(TASK PROMPT):
Could you find every line in the entries below that holds the word "next" and copy it?

(Saved data entries)

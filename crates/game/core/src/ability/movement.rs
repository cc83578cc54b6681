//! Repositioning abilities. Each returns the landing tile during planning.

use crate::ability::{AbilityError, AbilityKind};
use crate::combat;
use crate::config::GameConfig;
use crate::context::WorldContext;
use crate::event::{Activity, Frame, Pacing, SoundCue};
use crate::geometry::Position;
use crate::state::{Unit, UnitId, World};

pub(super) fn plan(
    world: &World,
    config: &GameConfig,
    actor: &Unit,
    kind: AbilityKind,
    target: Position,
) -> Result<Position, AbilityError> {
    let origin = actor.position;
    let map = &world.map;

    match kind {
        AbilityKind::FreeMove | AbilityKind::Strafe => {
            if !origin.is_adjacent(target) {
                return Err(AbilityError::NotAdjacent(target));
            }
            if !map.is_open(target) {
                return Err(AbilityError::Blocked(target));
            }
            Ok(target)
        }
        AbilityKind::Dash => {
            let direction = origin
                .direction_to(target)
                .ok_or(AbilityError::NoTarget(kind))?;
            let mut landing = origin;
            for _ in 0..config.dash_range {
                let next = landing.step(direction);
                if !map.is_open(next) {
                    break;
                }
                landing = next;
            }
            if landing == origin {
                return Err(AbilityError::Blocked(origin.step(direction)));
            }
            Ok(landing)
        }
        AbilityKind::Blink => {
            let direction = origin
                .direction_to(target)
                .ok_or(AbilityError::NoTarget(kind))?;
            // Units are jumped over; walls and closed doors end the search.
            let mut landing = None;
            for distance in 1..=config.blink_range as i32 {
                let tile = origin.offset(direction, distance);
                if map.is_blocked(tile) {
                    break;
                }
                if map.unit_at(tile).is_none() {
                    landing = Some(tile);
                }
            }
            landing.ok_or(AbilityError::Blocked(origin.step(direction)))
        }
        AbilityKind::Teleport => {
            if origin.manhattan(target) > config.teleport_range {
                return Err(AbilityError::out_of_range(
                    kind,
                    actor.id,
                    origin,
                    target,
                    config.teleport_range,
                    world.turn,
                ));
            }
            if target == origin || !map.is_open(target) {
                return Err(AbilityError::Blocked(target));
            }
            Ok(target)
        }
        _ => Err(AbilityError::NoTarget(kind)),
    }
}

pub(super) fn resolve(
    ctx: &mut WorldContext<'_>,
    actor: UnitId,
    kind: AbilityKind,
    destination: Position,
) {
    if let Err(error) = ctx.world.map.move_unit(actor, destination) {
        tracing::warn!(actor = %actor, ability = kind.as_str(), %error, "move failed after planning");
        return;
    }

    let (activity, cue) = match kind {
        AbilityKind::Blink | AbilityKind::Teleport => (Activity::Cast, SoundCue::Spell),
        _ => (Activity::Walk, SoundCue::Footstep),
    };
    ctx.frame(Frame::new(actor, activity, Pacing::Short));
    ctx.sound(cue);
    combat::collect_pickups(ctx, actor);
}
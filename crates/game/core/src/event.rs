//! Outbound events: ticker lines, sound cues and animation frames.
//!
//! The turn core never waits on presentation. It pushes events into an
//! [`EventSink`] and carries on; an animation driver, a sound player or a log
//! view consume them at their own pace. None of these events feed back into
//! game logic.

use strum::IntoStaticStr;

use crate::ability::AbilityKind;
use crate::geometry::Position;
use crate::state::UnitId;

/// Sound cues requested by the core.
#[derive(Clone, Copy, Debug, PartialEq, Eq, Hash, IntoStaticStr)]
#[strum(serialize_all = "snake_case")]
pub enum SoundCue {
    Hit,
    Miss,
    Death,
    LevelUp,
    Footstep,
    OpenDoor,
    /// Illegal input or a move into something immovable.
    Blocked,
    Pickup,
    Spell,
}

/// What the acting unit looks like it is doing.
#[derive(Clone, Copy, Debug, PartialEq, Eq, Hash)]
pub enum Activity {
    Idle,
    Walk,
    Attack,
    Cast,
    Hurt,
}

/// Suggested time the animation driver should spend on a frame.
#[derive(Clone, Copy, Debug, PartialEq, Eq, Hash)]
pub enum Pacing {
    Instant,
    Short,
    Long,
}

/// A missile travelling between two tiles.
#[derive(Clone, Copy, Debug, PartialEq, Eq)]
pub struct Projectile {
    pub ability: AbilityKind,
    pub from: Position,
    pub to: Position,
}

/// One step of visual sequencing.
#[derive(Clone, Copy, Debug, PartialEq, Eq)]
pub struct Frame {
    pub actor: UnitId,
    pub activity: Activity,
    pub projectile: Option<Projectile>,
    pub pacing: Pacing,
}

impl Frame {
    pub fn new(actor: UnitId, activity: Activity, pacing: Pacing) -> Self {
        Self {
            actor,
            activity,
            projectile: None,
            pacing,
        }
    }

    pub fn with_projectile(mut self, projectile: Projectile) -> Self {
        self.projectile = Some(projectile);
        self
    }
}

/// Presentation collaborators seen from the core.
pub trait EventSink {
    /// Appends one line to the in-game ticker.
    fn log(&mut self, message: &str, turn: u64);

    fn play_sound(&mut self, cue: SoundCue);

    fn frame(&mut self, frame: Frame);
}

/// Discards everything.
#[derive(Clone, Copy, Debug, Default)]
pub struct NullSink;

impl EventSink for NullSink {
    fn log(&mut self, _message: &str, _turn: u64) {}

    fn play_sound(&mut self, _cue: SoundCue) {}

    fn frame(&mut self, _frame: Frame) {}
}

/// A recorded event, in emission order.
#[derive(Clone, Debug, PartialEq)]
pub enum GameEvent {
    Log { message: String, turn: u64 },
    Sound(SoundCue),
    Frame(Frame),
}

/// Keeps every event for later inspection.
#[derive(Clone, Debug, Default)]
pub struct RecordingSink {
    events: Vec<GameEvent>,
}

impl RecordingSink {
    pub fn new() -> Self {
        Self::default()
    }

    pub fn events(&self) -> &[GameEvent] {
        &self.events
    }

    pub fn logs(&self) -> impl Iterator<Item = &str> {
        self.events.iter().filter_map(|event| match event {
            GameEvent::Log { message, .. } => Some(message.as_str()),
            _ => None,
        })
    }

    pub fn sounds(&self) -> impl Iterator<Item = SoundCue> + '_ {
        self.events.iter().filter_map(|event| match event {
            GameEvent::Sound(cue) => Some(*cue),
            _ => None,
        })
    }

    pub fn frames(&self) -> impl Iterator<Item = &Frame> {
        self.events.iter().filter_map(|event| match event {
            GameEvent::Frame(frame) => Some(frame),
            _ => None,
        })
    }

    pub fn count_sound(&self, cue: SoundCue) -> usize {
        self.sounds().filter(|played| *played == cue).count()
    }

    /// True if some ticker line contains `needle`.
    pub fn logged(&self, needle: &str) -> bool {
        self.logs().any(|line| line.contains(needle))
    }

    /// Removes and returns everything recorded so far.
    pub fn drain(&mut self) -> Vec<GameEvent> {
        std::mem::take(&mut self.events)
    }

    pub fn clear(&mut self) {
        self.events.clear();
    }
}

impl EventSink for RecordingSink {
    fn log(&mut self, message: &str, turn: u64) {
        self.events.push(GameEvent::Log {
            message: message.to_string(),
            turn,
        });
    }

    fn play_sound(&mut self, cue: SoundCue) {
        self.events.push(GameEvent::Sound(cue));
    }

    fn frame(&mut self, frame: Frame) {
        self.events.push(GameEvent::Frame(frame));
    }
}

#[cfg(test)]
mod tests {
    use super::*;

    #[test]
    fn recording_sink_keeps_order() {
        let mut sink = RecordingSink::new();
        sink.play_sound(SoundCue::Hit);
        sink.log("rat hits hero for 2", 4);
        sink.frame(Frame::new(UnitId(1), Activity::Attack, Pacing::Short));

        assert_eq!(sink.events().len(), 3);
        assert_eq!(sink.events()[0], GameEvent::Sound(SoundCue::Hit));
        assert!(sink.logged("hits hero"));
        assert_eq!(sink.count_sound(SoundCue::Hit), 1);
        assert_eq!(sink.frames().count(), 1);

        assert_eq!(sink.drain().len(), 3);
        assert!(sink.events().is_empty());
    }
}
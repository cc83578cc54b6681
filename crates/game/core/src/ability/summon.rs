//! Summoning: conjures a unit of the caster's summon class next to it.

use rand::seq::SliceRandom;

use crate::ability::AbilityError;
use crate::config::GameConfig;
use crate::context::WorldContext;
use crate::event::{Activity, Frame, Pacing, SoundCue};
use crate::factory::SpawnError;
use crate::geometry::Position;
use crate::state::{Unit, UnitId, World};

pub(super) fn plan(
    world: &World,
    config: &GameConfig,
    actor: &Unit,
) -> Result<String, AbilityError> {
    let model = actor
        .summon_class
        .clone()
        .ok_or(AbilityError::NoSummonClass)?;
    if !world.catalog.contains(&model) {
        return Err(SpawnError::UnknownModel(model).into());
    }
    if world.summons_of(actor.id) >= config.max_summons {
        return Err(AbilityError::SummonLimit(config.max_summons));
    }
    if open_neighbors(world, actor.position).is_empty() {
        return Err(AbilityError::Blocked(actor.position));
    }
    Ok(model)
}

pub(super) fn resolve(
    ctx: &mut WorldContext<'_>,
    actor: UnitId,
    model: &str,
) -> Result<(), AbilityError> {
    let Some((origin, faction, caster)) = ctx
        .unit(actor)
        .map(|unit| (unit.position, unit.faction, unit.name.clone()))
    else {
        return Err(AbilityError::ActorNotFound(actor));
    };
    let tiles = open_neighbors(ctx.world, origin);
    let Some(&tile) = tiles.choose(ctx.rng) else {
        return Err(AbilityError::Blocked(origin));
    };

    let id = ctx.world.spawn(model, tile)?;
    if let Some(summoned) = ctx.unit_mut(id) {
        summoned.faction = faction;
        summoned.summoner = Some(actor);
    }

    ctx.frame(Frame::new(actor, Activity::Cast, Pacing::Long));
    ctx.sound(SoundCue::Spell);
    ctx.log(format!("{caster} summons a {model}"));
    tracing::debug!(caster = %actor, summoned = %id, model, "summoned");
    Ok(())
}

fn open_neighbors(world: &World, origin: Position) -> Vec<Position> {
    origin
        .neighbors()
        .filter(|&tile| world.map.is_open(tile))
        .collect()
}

(SOLUTION FOR THIS TASK):
                let next = landing.step(direction);
                if !map.is_open(next) {
                landing = next;
//! Summoning: conjures a unit of the caster's summon class next to it.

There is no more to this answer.